TRY IT: Every line containing the word "VoidDocumentResponse" is to be copied from the data below.

========

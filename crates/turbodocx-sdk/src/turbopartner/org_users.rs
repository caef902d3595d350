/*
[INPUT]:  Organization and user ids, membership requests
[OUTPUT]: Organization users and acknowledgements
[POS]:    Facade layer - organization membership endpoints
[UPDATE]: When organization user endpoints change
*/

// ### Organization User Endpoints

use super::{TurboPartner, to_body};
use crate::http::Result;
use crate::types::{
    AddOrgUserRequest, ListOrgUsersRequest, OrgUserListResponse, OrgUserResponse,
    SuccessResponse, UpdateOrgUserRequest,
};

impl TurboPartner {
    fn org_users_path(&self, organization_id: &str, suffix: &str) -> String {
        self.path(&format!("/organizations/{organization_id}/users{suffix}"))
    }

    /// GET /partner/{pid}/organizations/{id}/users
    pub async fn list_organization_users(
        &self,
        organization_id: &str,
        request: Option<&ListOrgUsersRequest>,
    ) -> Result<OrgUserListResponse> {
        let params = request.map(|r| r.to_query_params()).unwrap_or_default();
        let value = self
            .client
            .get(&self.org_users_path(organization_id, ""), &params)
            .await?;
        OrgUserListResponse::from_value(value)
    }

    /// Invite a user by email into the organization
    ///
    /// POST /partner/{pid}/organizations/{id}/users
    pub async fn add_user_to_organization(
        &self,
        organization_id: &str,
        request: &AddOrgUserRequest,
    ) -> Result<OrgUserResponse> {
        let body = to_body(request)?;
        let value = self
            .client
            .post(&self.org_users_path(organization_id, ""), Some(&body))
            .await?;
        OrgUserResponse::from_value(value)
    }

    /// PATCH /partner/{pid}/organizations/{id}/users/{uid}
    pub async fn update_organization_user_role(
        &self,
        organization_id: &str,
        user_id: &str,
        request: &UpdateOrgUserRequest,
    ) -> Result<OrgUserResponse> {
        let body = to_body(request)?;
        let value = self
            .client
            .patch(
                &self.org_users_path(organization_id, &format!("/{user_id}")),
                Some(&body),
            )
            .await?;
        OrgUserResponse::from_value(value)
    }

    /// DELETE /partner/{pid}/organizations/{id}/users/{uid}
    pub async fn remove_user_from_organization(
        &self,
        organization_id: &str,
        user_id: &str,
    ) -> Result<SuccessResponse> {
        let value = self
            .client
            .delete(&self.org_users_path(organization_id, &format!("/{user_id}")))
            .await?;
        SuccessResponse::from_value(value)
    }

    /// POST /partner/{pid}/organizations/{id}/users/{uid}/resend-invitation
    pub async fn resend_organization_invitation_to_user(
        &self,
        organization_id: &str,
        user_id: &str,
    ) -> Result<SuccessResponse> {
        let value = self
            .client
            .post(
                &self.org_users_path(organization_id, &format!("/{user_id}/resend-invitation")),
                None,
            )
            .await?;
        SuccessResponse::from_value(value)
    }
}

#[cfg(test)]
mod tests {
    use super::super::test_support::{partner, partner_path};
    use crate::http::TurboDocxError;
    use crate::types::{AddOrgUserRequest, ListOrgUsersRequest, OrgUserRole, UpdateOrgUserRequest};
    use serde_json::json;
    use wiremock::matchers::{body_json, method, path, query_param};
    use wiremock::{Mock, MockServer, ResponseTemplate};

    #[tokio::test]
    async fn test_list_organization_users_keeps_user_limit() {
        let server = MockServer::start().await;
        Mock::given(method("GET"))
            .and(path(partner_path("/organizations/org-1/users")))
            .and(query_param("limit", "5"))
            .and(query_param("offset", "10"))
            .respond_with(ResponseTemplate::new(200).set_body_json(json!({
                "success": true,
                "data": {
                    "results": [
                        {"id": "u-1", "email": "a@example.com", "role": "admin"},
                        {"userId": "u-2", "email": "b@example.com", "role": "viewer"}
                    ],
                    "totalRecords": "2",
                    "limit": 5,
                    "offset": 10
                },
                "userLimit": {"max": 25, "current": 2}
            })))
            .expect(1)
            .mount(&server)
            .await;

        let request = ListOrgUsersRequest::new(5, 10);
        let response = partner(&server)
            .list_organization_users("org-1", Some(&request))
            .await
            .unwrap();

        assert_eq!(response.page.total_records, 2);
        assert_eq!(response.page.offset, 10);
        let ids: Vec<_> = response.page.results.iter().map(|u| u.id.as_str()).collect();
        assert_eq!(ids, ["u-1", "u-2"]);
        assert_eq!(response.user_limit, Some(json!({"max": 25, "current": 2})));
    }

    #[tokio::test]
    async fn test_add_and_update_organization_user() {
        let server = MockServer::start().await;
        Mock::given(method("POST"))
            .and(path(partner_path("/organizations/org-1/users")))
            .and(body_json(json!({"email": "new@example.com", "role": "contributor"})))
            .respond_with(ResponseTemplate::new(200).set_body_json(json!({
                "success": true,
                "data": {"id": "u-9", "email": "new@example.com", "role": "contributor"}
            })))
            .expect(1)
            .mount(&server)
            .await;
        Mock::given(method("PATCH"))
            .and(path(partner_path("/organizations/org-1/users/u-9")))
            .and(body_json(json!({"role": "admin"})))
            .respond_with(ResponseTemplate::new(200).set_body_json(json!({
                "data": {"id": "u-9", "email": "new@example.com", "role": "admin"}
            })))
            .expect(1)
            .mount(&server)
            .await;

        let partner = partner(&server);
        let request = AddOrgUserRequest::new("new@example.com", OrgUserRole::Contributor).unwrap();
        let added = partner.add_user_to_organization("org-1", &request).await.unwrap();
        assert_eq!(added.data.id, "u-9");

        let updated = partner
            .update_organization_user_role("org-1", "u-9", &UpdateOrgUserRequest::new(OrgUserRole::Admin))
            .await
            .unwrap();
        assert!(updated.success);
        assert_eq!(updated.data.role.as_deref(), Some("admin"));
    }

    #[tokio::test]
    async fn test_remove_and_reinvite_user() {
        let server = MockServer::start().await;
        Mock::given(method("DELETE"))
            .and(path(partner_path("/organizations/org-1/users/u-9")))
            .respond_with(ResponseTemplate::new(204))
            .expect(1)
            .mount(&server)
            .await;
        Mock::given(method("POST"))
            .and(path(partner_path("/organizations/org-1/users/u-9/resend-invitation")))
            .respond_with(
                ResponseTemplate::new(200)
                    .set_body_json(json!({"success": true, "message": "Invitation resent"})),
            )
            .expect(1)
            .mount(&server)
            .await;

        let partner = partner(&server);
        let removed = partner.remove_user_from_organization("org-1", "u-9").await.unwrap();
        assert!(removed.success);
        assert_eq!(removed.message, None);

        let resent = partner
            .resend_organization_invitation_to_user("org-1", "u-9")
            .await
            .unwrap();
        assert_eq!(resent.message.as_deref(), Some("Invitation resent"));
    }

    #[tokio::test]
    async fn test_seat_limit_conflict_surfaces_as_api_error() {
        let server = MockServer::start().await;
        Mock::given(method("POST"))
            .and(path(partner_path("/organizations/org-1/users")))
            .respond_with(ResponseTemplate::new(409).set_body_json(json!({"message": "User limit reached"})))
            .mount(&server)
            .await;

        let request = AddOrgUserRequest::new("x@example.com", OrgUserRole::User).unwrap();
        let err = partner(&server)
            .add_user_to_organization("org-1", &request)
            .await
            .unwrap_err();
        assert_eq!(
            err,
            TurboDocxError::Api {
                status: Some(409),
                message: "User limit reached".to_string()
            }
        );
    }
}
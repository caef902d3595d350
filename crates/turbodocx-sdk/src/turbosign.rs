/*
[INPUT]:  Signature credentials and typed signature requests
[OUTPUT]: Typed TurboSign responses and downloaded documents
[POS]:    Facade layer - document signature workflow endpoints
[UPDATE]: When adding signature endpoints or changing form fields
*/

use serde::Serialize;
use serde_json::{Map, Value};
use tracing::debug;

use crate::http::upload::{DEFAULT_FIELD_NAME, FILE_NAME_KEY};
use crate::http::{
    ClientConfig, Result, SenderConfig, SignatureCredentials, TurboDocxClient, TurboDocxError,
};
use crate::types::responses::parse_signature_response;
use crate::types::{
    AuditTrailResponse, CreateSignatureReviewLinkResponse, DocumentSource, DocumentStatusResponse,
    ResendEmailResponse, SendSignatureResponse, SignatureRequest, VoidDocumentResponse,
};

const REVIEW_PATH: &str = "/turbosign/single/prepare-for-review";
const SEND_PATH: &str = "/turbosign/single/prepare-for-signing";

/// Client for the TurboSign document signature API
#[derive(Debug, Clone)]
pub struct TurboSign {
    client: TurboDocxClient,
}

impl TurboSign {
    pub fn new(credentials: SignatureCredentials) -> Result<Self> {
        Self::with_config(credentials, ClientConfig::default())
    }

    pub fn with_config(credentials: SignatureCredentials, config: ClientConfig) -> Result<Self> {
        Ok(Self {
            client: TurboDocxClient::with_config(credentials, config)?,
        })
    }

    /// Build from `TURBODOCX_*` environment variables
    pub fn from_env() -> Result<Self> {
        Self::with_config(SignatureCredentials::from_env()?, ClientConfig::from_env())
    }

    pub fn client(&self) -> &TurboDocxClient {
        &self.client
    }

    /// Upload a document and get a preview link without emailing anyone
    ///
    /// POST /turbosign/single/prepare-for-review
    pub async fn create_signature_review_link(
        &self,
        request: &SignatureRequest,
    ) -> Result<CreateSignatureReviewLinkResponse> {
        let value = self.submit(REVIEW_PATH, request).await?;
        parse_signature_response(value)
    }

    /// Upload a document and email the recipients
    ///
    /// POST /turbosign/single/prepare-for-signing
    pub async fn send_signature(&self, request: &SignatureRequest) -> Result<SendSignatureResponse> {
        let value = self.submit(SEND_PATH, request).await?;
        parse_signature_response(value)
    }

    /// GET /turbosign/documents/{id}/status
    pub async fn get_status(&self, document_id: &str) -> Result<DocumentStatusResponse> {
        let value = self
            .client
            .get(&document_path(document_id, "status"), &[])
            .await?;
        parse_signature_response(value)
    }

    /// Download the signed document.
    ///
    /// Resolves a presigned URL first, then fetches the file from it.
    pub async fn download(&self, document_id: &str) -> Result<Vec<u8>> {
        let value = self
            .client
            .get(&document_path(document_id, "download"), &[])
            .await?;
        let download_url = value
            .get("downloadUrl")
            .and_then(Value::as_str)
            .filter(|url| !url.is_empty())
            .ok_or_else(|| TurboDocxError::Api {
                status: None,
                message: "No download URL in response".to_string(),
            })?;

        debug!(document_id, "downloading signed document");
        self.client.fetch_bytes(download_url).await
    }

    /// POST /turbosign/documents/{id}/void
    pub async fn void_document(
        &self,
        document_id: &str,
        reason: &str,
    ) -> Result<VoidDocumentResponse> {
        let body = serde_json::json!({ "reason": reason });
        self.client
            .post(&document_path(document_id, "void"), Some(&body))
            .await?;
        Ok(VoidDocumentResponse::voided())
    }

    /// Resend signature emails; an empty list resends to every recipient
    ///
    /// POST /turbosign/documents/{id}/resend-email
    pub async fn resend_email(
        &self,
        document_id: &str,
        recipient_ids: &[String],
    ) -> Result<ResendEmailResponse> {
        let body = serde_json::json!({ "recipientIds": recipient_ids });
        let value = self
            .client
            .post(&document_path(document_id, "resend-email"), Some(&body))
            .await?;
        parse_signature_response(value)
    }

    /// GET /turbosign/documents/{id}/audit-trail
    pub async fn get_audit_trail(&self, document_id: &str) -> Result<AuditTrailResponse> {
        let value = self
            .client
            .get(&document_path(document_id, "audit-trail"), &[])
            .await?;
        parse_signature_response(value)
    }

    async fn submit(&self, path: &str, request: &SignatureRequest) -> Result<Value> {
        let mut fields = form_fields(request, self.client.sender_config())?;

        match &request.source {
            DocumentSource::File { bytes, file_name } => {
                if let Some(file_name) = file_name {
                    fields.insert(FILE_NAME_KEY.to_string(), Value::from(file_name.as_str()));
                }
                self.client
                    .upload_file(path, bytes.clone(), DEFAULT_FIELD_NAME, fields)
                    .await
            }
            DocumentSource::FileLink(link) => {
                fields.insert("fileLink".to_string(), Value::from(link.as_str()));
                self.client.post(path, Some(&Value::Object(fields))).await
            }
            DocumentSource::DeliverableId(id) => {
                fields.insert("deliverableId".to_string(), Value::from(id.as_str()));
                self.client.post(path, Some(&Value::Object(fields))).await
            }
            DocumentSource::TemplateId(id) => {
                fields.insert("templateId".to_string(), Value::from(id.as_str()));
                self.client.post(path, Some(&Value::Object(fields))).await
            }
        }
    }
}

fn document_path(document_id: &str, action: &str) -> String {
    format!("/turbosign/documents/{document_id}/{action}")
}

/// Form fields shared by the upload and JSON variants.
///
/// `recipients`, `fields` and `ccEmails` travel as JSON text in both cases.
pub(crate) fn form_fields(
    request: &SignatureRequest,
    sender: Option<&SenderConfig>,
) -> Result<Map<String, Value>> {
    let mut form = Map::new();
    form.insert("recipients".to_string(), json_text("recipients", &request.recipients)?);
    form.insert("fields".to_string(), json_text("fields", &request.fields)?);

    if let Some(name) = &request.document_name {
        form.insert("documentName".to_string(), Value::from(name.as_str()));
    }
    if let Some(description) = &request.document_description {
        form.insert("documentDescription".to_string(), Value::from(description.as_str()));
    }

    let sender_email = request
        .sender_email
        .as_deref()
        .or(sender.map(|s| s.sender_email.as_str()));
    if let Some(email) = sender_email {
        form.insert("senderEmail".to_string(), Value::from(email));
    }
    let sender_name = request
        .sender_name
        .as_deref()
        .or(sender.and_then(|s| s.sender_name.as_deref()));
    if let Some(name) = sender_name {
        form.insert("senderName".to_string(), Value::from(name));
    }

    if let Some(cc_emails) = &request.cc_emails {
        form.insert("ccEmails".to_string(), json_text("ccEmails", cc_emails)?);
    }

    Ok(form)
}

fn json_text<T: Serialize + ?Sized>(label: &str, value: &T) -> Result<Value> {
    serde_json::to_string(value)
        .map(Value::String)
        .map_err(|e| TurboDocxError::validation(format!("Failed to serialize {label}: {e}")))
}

========

RESPONSE AREA:
    ResendEmailResponse, SendSignatureResponse, SignatureRequest, VoidDocumentResponse,
    ) -> Result<VoidDocumentResponse> {
        Ok(VoidDocumentResponse::voided())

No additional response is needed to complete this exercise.